莱菔硫烷对Aβ处理的SH-SY5Y细胞活力、组蛋白乙酰化水平及TrkA表达的影响  被引量：1

作　　者：施万英[1] 张瑞[2] 马爽[1] 张静竹[2] 李心蕙 安丽[2] 

机构地区：[1]中国医科大学附属第一医院,临床营养科,沈阳110001 [2]中国医科大学公共卫生学院营养与食品卫生学教研室,沈阳110122

出　　处：《营养学报》2016年第6期591-595,共5页Acta Nutrimenta Sinica

基　　金：辽宁省目然科学基金资助项目(No.2014021034);辽宁省教育厅科学研究一般项目(No.L2014289)

摘　　要：目的探讨莱菔硫烷(sulforaphane,SFN)对β淀粉样肽(β-amyloid peptide,Aβ)处理的神经细胞的保护作用及其机制,为阿尔茨海默病(Alzheimer's disease,AD)的防治提供理论依据。方法体外培养人神经母细胞瘤细胞(SH-SY5Y),采用MTT法检测SFN(终浓度为2μmol/L)对Aβ染毒(终浓度分别为10、20、40、80μmol/L)的SH-SY5Y细胞活力的影响,并以Real time PCR、Western blot法分析SFN预处理后的Aβ染毒(终浓度为20μmol/L)细胞TrkA mRNA及其蛋白表达以及组蛋白乙酰化水平(Ace-H3K9、Ace-H4K12)的时相分布变化。结果细胞活力随着Aβ染毒剂量的增加而逐渐降低,其中40、80μmol/L Aβ染毒的细胞活力与对照组比较,差异有统计学意义(P<0.01或P<0.001);SFN预处理后的各组细胞活力未见统计学差异(P>0.05)。与对照组比较,Aβ处理后12、24 h时,细胞TrkA mRNA水平降低,24 h时TrkA蛋白表达水平降低,6、12、24 h时Ace-H3K9、Ace-H4K12水平降低,差异均有统计学意义(P<0.01);与Aβ染毒细胞比较,SFN预处理后的Aβ染毒细胞12、24 h时TrkA mRNA水平升高,24 h时TrkA蛋白表达水平升高,12、24 h时Ace-H3K9以及6、12、24 h时Ace-H4K12水平升高,差异均有统计学意义(P<0.001)。结论 Aβ可使细胞活力下降、TrkA mRNA及其蛋白表达水平降低以及Ace-H3K9、Ace-H4K12水平的升高,SFN对Aβ诱导的上述改变均具有抑制作用。Objective To investigate the effects of sulforaphane （SFN） on SH-SY5Y cells exposed to β -amyloid peptide Aβ, and provide theoretical basis for Alzheimer＇s disease prevention.
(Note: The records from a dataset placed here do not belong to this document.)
use crate::errors::*;
use serde::{Deserialize, Serialize};
use std::fmt;
use std::path::{Path, PathBuf};
use std::str::FromStr;

#[derive(Debug, Clone, Copy, PartialEq, Eq, Hash, PartialOrd, Ord, Serialize, Deserialize)]
#[derive(clap::ValueEnum)]
#[serde(rename_all = "lowercase")]
pub enum Client {
    Zotero,
    Jurism,
}

impl Client {
    pub fn as_str(&self) -> &'static str {
        match self {
            Client::Zotero => "zotero",
            Client::Jurism => "jurism",
        }
    }
}

impl fmt::Display for Client {
    fn fmt(&self, w: &mut fmt::Formatter) -> fmt::Result {
        w.write_str(self.as_str())
    }
}

impl FromStr for Client {
    type Err = Error;

    fn from_str(s: &str) -> Result<Self> {
        match s {
            "zotero" => Ok(Client::Zotero),
            "jurism" => Ok(Client::Jurism),
            _ => bail!("Unknown client: {s:?}"),
        }
    }
}

#[derive(Debug, Clone, Copy, PartialEq, Eq, Hash, PartialOrd, Ord, Serialize, Deserialize)]
#[derive(clap::ValueEnum)]
#[serde(rename_all = "lowercase")]
pub enum Channel {
    Release,
    Beta,
    Dev,
}

impl Channel {
    pub fn as_str(&self) -> &'static str {
        match self {
            Channel::Release => "release",
            Channel::Beta => "beta",
            Channel::Dev => "dev",
        }
    }

    /// Suffix appended to the package name, and stripped from upstream version strings
    pub fn suffix(&self) -> Option<&'static str> {
        match self {
            Channel::Release => None,
            Channel::Beta => Some("-beta"),
            Channel::Dev => Some("-dev"),
        }
    }

    /// The glyph that gets drawn onto the application icons of pre-release builds
    pub fn badge(&self) -> Option<char> {
        match self {
            Channel::Release => None,
            Channel::Beta => Some('b'),
            Channel::Dev => Some('c'),
        }
    }
}

impl fmt::Display for Channel {
    fn fmt(&self, w: &mut fmt::Formatter) -> fmt::Result {
        w.write_str(self.as_str())
    }
}

#[derive(Debug, Clone, Copy, PartialEq, Eq, Hash, PartialOrd, Ord, Serialize, Deserialize)]
pub enum Arch {
    I686,
    X86_64,
}

impl Arch {
    pub const ALL: [Arch; 2] = [Arch::I686, Arch::X86_64];

    /// Architecture name used by the vendor download endpoints
    pub fn vendor(&self) -> &'static str {
        match self {
            Arch::I686 => "i686",
            Arch::X86_64 => "x86_64",
        }
    }

    pub fn debian(&self) -> &'static str {
        match self {
            Arch::I686 => "i386",
            Arch::X86_64 => "amd64",
        }
    }

    pub fn from_debian(s: &str) -> Result<Self> {
        match s {
            "i386" => Ok(Arch::I686),
            "amd64" => Ok(Arch::X86_64),
            _ => bail!("Unsupported debian architecture: {s:?}"),
        }
    }
}

impl fmt::Display for Arch {
    fn fmt(&self, w: &mut fmt::Formatter) -> fmt::Result {
        w.write_str(self.debian())
    }
}

/// A single upstream build that should end up as one `.deb` in the repository
#[derive(Debug, Clone, PartialEq, Eq, Serialize)]
pub struct Release {
    pub client: Client,
    pub channel: Channel,
    /// The version as it appears in the package, bump suffix included
    pub version: String,
    pub arch: Arch,
    pub url: String,
}

impl Release {
    pub fn package(&self) -> String {
        let mut name = self.client.to_string();
        if let Some(suffix) = self.channel.suffix() {
            name.push_str(suffix);
        }
        name
    }

    pub fn deb_filename(&self) -> String {
        deb_filename(&self.package(), &self.version, self.arch.debian())
    }

    pub fn staging_name(&self) -> String {
        format!("{}_{}_{}", self.package(), self.version, self.arch.debian())
    }

    pub fn deb_path(&self, repo: &Path) -> PathBuf {
        repo.join(self.deb_filename())
    }
}

impl fmt::Display for Release {
    fn fmt(&self, w: &mut fmt::Formatter) -> fmt::Result {
        write!(w, "{} {} {}", self.package(), self.version, self.arch)
    }
}

pub fn deb_filename(package: &str, version: &str, arch: &str) -> String {
    format!("{package}_{version}_{arch}.deb")
}

/// Split `{package}_{version}_{arch}.deb` into its components
pub fn parse_deb_filename(name: &str) -> Result<(&str, &str, &str)> {
    let stem = name
        .strip_suffix(".deb")
        .with_context(|| anyhow!("Not a .deb filename: {name:?}"))?;
    let mut parts = stem.splitn(3, '_');
    match (parts.next(), parts.next(), parts.next()) {
        (Some(package), Some(version), Some(arch))
            if !package.is_empty() && !version.is_empty() && !arch.contains('_') =>
        {
            Ok((package, version, arch))
        }
        _ => bail!("Filename does not follow package_version_arch.deb: {name:?}"),
    }
}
Methods MTT test was conducted to evaluate the effect of 2 μmol/L SFN pretreatment on cell viability of SH-SY5Y cells exposed to Aβ （final concentrations were 10, 20, 40, 80 μmol/L respectively）. Real time PCR and Western blot were used to detect the relative phase-distribution-expressions of mRNA and protein expressions of TrkA, and Ace-H3K9 and Ace-H4K12 levels in SFN-pretreated SH-SY5Y cells exposed to Aβ （20 μmol/L）. Results Exposure to Aβ decreased the cell viability of SH-SY5Y cells in a dose-response manner, and 40 and 80 μmol/L Aβ significantly decreased the cell viability （P〈0.01 or P〈0.001）. SFN pretreatment did not change the cell viability of SH-SY5Y cells significantly （P〉0.05）. TrkA mRNA transcript levels fell down at 12 h and 24 h, and TrkA protein level dropped at 24 h （P〈0.01）. The levels of Aee-H3K9 and Aee-H4K12 decreased at 6 h, 12 h, and 24 h in cells exposed to Aβ （P〈0.01）. Compared to the cells exposed to AI3, SFN pretreatment up-regulated TrkA mRNA transcript levels at 12 h and 24 h （P〈0.01）, and TrkA protein level at 24 h （P〈0.01）, increased Ace-H3K9 levels at 12 h, 24 h （P〈0.01）, and Ace-H4K12 levels at 6 h, 12 h, 24 h （P〈0.01）. Conclusion When exposed to Aβ, SFN could protect SH-SY5Y cell viability, and maintain the levels of TrkA mRNA and protein expression and decrease Ace-H3K9and Ace-H4K12 levels. [ACTA NUTRIMENTA SINICA, 2016, 38（6）： 591-595]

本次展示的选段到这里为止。